The Indian stock market is characterized by the presence of many players who provide various products and services to investors.
For one thing, the Indian stock market is huge. You can buy stocks on any of the big exchanges: Bombay Stock Exchange and the National Stock Exchange of India. These exchanges have thousands of companies listed on them, so there's no shortage of stocks to choose from.
In India, the share price is decided by the supply and demand.
The supply is the total number of shares, while demand is the number of shares that investors are willing to buy at a given price.
Stock prices can change based on factors such as economic factors, industry performance, investor sentiment, company fundamentals, and other factors.
Both micro and macroeconomic factors impact the price of a stock. So if you are a first-time investor looking to make an investment, you should understand factors that affect the stock prices to better time your investment in the stock market.
The stock market in India is highly volatile. How share price is decided depends on many factors, including:
Liquidity refers to how easily shares can be bought or sold. When there is high liquidity, it's easier for investors to sell their securities. Liquidity also affects the prices of stocks because investors are more willing to buy them when there are many buyers and fewer sellers.
Investors and traders themselves influence the price of a stock. However, their influence predominantly depends on the fundamentals of the company or the market buoyancy. That is, if the market is up or if a particular sector is in focus, then generally all the stocks in that sector generally go up.
Similarly, the volume of the shares available for trading has a call on the price movement. There are a few stocks in the market whose prices may not move much; this is predominantly due to a lack of liquidity. There is a lack of buyers for the sell orders awaited.
Policy and regulatory changes impact the stock market because they can change laws that affect how companies do business. Government policy or regulatory changes or implementation to have an impact on the stock movement. For instance, Government budgetary announcements can impact either the entire stock market or could impact specific sectors.
Say, if the Government increases Foreign Direct Investment in insurance, all the listed insurance stocks react immediately. Similarly, if there are any regulatory changes, then that too will impact the stock price.
Another factor that affects stock prices directly in India is the political scenario. If there are any changes in government policies related to business, there may be some fluctuations in the market as well due to uncertainty about future changes in policy.
A new political party coming to power to form a Government can also have an impact on the stock prices and the overall market. Same way, political party change resulting in Government change in foreign countries too can have an impact. This is because, in both cases, it could mean policy and economic changes that could favour the business and retail investors.
A company’s management profile and the experience of its leaders affect stock prices. The management commentary or announcement could have an immediate reaction to the stock prices.
For instance, if Asian Paints’ management decides to increase their company’s product prices, then usually, the stock price goes up, as this could mean an increase in revenue for the company.
And thereby could improve the financial performance, which can result in higher dividend payments to the shareholders.
The stock prices of India's companies are closely tied to the economy of the country. The economy is affected by numerous factors, including natural disasters.

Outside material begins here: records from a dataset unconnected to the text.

//! The in-flight trial record.

use std::fmt;

use serde::{Deserialize, Serialize};

use super::critique::CritiqueItem;
use super::outcome::Outcome;
use super::persona::JudgePersona;

/// One utterance attributed to a participant.
#[derive(Debug, Clone, PartialEq, Eq, Serialize, Deserialize)]
pub struct Speech {
    pub agent_name: String,
    pub speech: String,
}

impl Speech {
    pub fn new(agent_name: impl Into<String>, speech: impl Into<String>) -> Self {
        Self {
            agent_name: agent_name.into(),
            speech: speech.into(),
        }
    }
}

/// The two adversarial sides.
#[derive(Debug, Clone, Copy, PartialEq, Eq, Hash, Serialize, Deserialize)]
#[serde(rename_all = "snake_case")]
pub enum Side {
    Plaintiff,
    Defendant,
}

impl Side {
    pub const BOTH: [Side; 2] = [Side::Plaintiff, Side::Defendant];

    /// Strategy-store key prefix for this side.
    pub fn key_prefix(self) -> &'static str {
        match self {
            Self::Plaintiff => "plaintiff_lawyer",
            Self::Defendant => "defendant_lawyer",
        }
    }

    /// Client designation bound into the advocate prompt.
    pub fn client_type(self) -> &'static str {
        match self {
            Self::Plaintiff => "원고",
            Self::Defendant => "피고",
        }
    }

    /// Speaker for a debate turn: even turns belong to the plaintiff.
    pub fn for_turn(turn_count: u32) -> Self {
        if turn_count % 2 == 0 {
            Self::Plaintiff
        } else {
            Self::Defendant
        }
    }
}

impl fmt::Display for Side {
    fn fmt(&self, f: &mut fmt::Formatter<'_>) -> fmt::Result {
        f.write_str(self.key_prefix())
    }
}

/// Everything one trial accumulates, owned by exactly one run.
///
/// Fields are filled in phase order and each post-debate field is written
/// at most once. The struct is never persisted.
#[derive(Debug, Clone, PartialEq, Eq, Serialize, Deserialize)]
pub struct TrialState {
    pub case_file: String,
    pub plaintiff_lawyer: String,
    pub defendant_lawyer: String,
    pub selected_judges: Vec<JudgePersona>,
    pub debate_transcript: Vec<Speech>,
    pub turn_count: u32,
    pub max_turns: u32,
    pub associate_verdicts: Vec<Speech>,
    pub final_verdict: Option<String>,
    pub plaintiff_outcome: Option<Outcome>,
    pub plaintiff_lesson: Option<String>,
    pub defendant_lesson: Option<String>,
    pub critique_scores: Option<Vec<CritiqueItem>>,
    /// Raw critic text when it could not be validated.
    pub critique_raw: Option<String>,
}

impl TrialState {
    pub fn new(
        case_file: impl Into<String>,
        plaintiff_lawyer: impl Into<String>,
        defendant_lawyer: impl Into<String>,
        selected_judges: Vec<JudgePersona>,
        max_turns: u32,
    ) -> Self {
        Self {
            case_file: case_file.into(),
            plaintiff_lawyer: plaintiff_lawyer.into(),
            defendant_lawyer: defendant_lawyer.into(),
            selected_judges,
            debate_transcript: Vec::new(),
            turn_count: 0,
            max_turns,
            associate_verdicts: Vec::new(),
            final_verdict: None,
            plaintiff_outcome: None,
            plaintiff_lesson: None,
            defendant_lesson: None,
            critique_scores: None,
            critique_raw: None,
        }
    }

    pub fn debate_finished(&self) -> bool {
        self.turn_count >= self.max_turns
    }

    /// Side due to speak next.
    pub fn current_speaker(&self) -> Side {
        Side::for_turn(self.turn_count)
    }

    /// Label the transcript uses for `side`.
    pub fn label_of(&self, side: Side) -> &str {
        match side {
            Side::Plaintiff => &self.plaintiff_lawyer,
            Side::Defendant => &self.defendant_lawyer,
        }
    }

    /// Append one debate speech and advance the turn counter.
    pub fn record_turn(&mut self, side: Side, speech: impl Into<String>) {
        let agent_name = self.label_of(side).to_string();
        self.debate_transcript.push(Speech::new(agent_name, speech));
        self.turn_count += 1;
    }

    /// The speeches `side` gave, in order.
    pub fn speeches_of(&self, side: Side) -> Vec<&str> {
        let label = self.label_of(side);
        self.debate_transcript
            .iter()
            .filter(|s| s.agent_name == label)
            .map(|s| s.speech.as_str())
            .collect()
    }

    pub fn outcome_of(&self, side: Side) -> Option<Outcome> {
        match side {
            Side::Plaintiff => self.plaintiff_outcome,
            Side::Defendant => self.defendant_outcome(),
        }
    }

    pub fn defendant_outcome(&self) -> Option<Outcome> {
        self.plaintiff_outcome.map(Outcome::complement)
    }

    pub fn lesson_of(&self, side: Side) -> Option<&str> {
        match side {
            Side::Plaintiff => self.plaintiff_lesson.as_deref(),
            Side::Defendant => self.defendant_lesson.as_deref(),
        }
    }

    /// One-line progress summary.
    pub fn status_line(&self) -> String {
        format!(
            "turn {}/{} | judges {} | associates {} | verdict {} | outcome {} | critique {}",
            self.turn_count,
            self.max_turns,
            self.selected_judges.len(),
            self.associate_verdicts.len(),
            self.final_verdict.as_ref().map_or("no", |_| "yes"),
            self.plaintiff_outcome
                .map(|o| o.label().to_string())
                .unwrap_or_else(|| "-".into()),
            self.critique_scores
                .as_ref()
                .map(|c| c.len().to_string())
                .unwrap_or_else(|| "-".into()),
        )
    }
}

#[cfg(test)]
mod tests {
    use super::*;

    fn state(max_turns: u32) -> TrialState {
        TrialState::new(
            "사건",
            "원고측 변호사",
            "피고측 변호사",
            Vec::new(),
            max_turns,
        )
    }

    #[test]
    fn test_turn_parity() {
        let mut s = state(5);
        let mut speakers = Vec::new();
        while !s.debate_finished() {
            let side = s.current_speaker();
            speakers.push(side);
            s.record_turn(side, format!("발언 {}", s.turn_count));
        }
        assert_eq!(
            speakers,
            vec![
                Side::Plaintiff,
                Side::Defendant,
                Side::Plaintiff,
                Side::Defendant,
                Side::Plaintiff
            ]
        );
        assert_eq!(s.debate_transcript.len() as u32, s.turn_count);
        assert_eq!(s.debate_transcript[1].agent_name, "피고측 변호사");
    }

    #[test]
    fn test_speeches_of_keeps_order() {
        let mut s = state(4);
        for text in ["p1", "d1", "p2", "d2"] {
            let side = s.current_speaker();
            s.record_turn(side, text);
        }
        assert_eq!(s.speeches_of(Side::Plaintiff), vec!["p1", "p2"]);
        assert_eq!(s.speeches_of(Side::Defendant), vec!["d1", "d2"]);
    }

    #[test]
    fn test_defendant_outcome_complement() {
        let mut s = state(2);
        assert_eq!(s.defendant_outcome(), None);
        s.plaintiff_outcome = Some(Outcome::Win);
        assert_eq!(s.outcome_of(Side::Defendant), Some(Outcome::Loss));
        s.plaintiff_outcome = Some(Outcome::Draw);
        assert_eq!(s.defendant_outcome(), Some(Outcome::Draw));
    }

    #[test]
    fn test_status_line() {
        let s = state(4);
        assert!(s.status_line().starts_with("turn 0/4"));
        assert!(s.status_line().ends_with("critique -"));
    }
}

When there is a natural disaster in India, it can have a major impact on the economy as well as the stock prices of companies within it. Even though there are many factors that affect stock prices directly in India, natural disasters often have an impact on them.

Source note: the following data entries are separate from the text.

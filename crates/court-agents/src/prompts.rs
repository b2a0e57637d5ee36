//! Prompt templates for each courtroom role.
//!
//! Prompt versioning: bump `PROMPT_VERSION` whenever a template changes so a
//! logged response can be traced back to the wording that produced it.
//!
//! Templates use `{name}` placeholders for the variables the trial engine
//! binds (see [`PromptTemplate::variables`]); `{{` and `}}` are literal braces.

use courtroom::{GenerationError, PromptTemplate, PromptVars};

/// Prompt version. Bump on any template change.
pub const PROMPT_VERSION: &str = "1.2.0";

/// Shared system preamble: every role answers in Korean, in character.
const COURT_PREAMBLE: &str = "\
당신은 대한민국 민사 법정을 모사하는 시뮬레이션의 참여자입니다. \
주어진 역할에서 벗어나지 말고, 모든 답변은 한국어로 작성하세요.";

const ADVOCATE: &str = "\
# 역할
당신은 {client_type}의 소송대리인입니다.

# 목표
사건 기록과 지금까지의 변론을 토대로 의뢰인에게 가장 유리하면서도 현실적인 결론을 끌어내세요.
- 의뢰인의 책임이 분명하다면 전면 승소 대신 책임과 손해를 줄이는 쪽으로 변론하세요.
- 근거 없는 주장으로 재판부의 신뢰를 잃지 마세요.

# 지침
1. 모든 주장은 사건 기록의 사실과 증거에 근거합니다.
2. 상대방 주장을 짧게 정리한 뒤 그 허점을 짚어 반박합니다.
3. 핵심 쟁점에 집중합니다.
4. 과거 재판의 교훈 중 성공 전략은 살리고 실패 전략은 피합니다.
5. 유사 사건과 이번 사건을 비교해 전략을 세웁니다.

[사건 기록]
{case_file}

[유사 과거 사건]
{similar_cases}

[과거 재판의 교훈]
{past_lessons}

[지금까지의 변론]
{transcript}

이제 당신의 차례입니다. 변론을 진행하세요.";

const ASSOCIATE_JUDGE: &str = "\
# 역할
당신은 합의부의 배석판사입니다.
- 이름: {judge_name}
- 판단 기준: {judge_description}

# 임무
아래 변론 전체를 읽고, 위 판단 기준에 따라 이 사건에 대한 의견을 한 문단으로 밝히세요.

[변론 기록]
{transcript}

[배석판사 의견]";

const PRESIDING_JUDGE: &str = "\
# 역할
당신은 이 재판의 재판장입니다.

# 임무
변론 기록과 배석판사들의 의견을 종합해 최종 판결문을 작성하세요.
판결문은 반드시 \"주문:\"으로 시작하고, 판결 요지를 간결하게 밝혀야 합니다.

[변론 기록]
{transcript}

[배석판사 의견]
{judge_verdicts}

[최종 판결문]";

const BATCH_JUDGE: &str = "\
# 역할
당신은 이 사건을 심리하는 판사입니다.

# 임무
원고와 피고의 진술에서 쟁점을 정리하고 최종 판결문을 작성하세요.
판결문은 반드시 \"주문:\"으로 시작하고, 핵심 이유를 두세 문장으로 덧붙이세요.

[원고 진술]
{plaintiff_statement}

[피고 진술]
{defendant_statement}

[최종 판결문]";

const OUTCOME_CLASSIFIER: &str = "\
# 역할
당신은 판결 분석가입니다.

# 임무
아래 판결문을 원고 입장에서 판정하세요.
- 원고 청구가 전부 또는 대부분 인용되었으면 \"승리\"
- 원고 청구가 전부 또는 대부분 기각되었으면 \"패배\"
- 일부 인용이나 조정 등 그 밖의 경우는 \"무승부\"
\"승리\", \"패배\", \"무승부\" 중 한 단어로만 답하세요.

[최종 판결문]
{final_verdict}

[원고 판정]";

const REFLECTION: &str = "\
# 역할
당신은 변론 전략 코치입니다.

# 임무
재판 결과와 본인의 변론을 돌아보고, 가장 효과적이었거나 가장 아쉬웠던 전략을 한 문장의 교훈으로 정리하세요.

[재판 결과]
{outcome}

[본인의 변론]
{my_speeches}

[교훈]";

const CRITIC: &str = "\
# 역할
당신은 객관적인 법률 분석가입니다.

# 임무
변론 기록과 최종 판결문을 읽고, 아래 세 기준 각각을 판결이 충족하는지 판단하세요.
- 충족하면 score 1, 미충족이면 score 0
- reason에는 판단 이유를 한 문장으로 적습니다.

# 평가 기준
1. 논리적 일관성: 변론과 판결의 논리가 서로 맞물리는가?
2. 법률적 타당성: 판결이 법 원칙과 일반적인 법 감정에 맞는가?
3. 사회적 가치 고려: 판결이 윤리적, 사회적 가치를 충분히 헤아렸는가?

다른 설명 없이 아래 형식의 JSON 객체 하나만 출력하세요.
{{
  \"evaluations\": [
    {{\"criteria\": \"논리적 일관성\", \"score\": 0, \"reason\": \"...\"}},
    {{\"criteria\": \"법률적 타당성\", \"score\": 0, \"reason\": \"...\"}},
    {{\"criteria\": \"사회적 가치 고려\", \"score\": 0, \"reason\": \"...\"}}
  ]
}}

[변론 기록]
{transcript}

[최종 판결문]
{final_verdict}";

/// System preamble for a template's agent.
pub fn preamble(template: PromptTemplate) -> &'static str {
    match template {
        PromptTemplate::OutcomeClassifier | PromptTemplate::Critic => {
            "당신은 지시된 형식으로만 답하는 판결 분석 도구입니다. 부가 설명을 붙이지 마세요."
        }
        _ => COURT_PREAMBLE,
    }
}

/// Raw template text.
pub fn template_text(template: PromptTemplate) -> &'static str {
    match template {
        PromptTemplate::Advocate => ADVOCATE,
        PromptTemplate::AssociateJudge => ASSOCIATE_JUDGE,
        PromptTemplate::PresidingJudge => PRESIDING_JUDGE,
        PromptTemplate::BatchJudge => BATCH_JUDGE,
        PromptTemplate::OutcomeClassifier => OUTCOME_CLASSIFIER,
        PromptTemplate::Reflection => REFLECTION,
        PromptTemplate::Critic => CRITIC,
    }
}

/// Substitute `vars` into the template. Every placeholder must be bound.
pub fn render(template: PromptTemplate, vars: &PromptVars) -> Result<String, GenerationError> {
    let text = template_text(template);
    let invalid = |message: String| GenerationError::InvalidPrompt { template, message };

    let mut out = String::with_capacity(text.len() + 256);
    let mut chars = text.char_indices().peekable();
    while let Some((start, c)) = chars.next() {
        match c {
            '{' if chars.peek().map(|&(_, n)| n) == Some('{') => {
                chars.next();
                out.push('{');
            }
            '}' if chars.peek().map(|&(_, n)| n) == Some('}') => {
                chars.next();
                out.push('}');
            }
            '{' => {
                let rest = &text[start + 1..];
                let end = rest
                    .find('}')
                    .ok_or_else(|| invalid(format!("unclosed placeholder at byte {start}")))?;
                let name = &rest[..end];
                let value = vars
                    .get(name)
                    .ok_or_else(|| invalid(format!("missing variable '{name}'")))?;
                out.push_str(value);
                // Skip the name and the closing brace.
                for _ in 0..name.chars().count() + 1 {
                    chars.next();
                }
            }
            '}' => return Err(invalid(format!("stray '}}' at byte {start}"))),
            other => out.push(other),
        }
    }
    Ok(out)
}

/// Placeholder names appearing in a template, in order of first use.
pub fn placeholders(template: PromptTemplate) -> Vec<&'static str> {
    let text = template_text(template);
    let mut names = Vec::new();
    let mut rest = text;
    while let Some(open) = rest.find('{') {
        let after = &rest[open + 1..];
        if after.starts_with('{') {
            rest = &after[1..];
            continue;
        }
        let Some(close) = after.find('}') else { break };
        let name = &after[..close];
        if !names.contains(&name) {
            names.push(name);
        }
        rest = &after[close + 1..];
    }
    names
}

It has an impact on the stock market because it affects business activities and therefore results in lower demand for goods and services.
Natural disasters such as floods or earthquakes can have serious consequences for businesses in India due to their reliance on infrastructure and systems that may not be able to withstand such events without interruption (such as electricity).

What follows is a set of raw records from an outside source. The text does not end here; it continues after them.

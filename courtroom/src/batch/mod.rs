//! Batch drivers: dataset learning and benchmark runs.
//!
//! Both drivers are strictly sequential and pause for a fixed pacing delay
//! after every case. A capability failure aborts the whole batch.

pub mod benchmark;
pub mod dataset;
pub mod learn;
pub mod metrics;
pub mod report;

use thiserror::Error;

use crate::generation::GenerationError;
use crate::trial::TrialError;

pub use benchmark::{BenchmarkMode, BenchmarkRunner};
pub use dataset::{load_cases, load_raw, split_cases, write_raw, CaseRecord, DatasetError};
pub use learn::{BatchLearner, LearnSummary, LearnedCase};
pub use metrics::{BenchmarkMetrics, CaseResult, LabelMetrics, MetricsTracker};
pub use report::{report_file_name, CsvReport};

/// Advocate label for the plaintiff in batch runs.
pub const PLAINTIFF_LABEL: &str = "원고측 변호사";
/// Advocate label for the defendant in batch runs.
pub const DEFENDANT_LABEL: &str = "피고측 변호사";

#[derive(Debug, Error)]
pub enum BatchError {
    #[error(transparent)]
    Dataset(#[from] DatasetError),

    #[error("Case {case_id}: {source}")]
    Generation {
        case_id: String,
        #[source]
        source: GenerationError,
    },

    #[error("Case {case_id}: {source}")]
    Trial {
        case_id: String,
        #[source]
        source: TrialError,
    },

    #[error("Case {case_id}: store operation failed: {message}")]
    Store { case_id: String, message: String },

    #[error("Failed to write report row: {0}")]
    Report(#[from] std::io::Error),
}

Apart from the above-mentioned factors influencing a company’s stock prices, there are the company’s internal factors too that play a role. These factors include dividend announcements, bonuses, rights or spilt of a share that triggers the prices to rise momentarily and later correct or vice-versa.
Similarly, any rumour or whistle-blower news about a company where there is fraud, or there is a likely default could negatively affect the stock prices. Any merger or acquisition deal too will affect the stock price. However, the change will depend on how it benefits the company and its future growth and shareholders’ value post the deal.
You may also want to read Why Do Stock Prices Change?
Throughout their history, stock markets have outperformed every other financial instrument. Participating in the stock market can be profitable if you choose your investment wisely. The price of a stock can change depending on the above-mentioned factors.
So, if you ever wonder how to determine stock price, these factors can be considered the primary determinants for stock prices in India, where investors trade stocks worth thousands of crores on a daily basis.
Disclaimer: This blog is solely for educational purposes. The securities/investments quoted here are not recommendatory.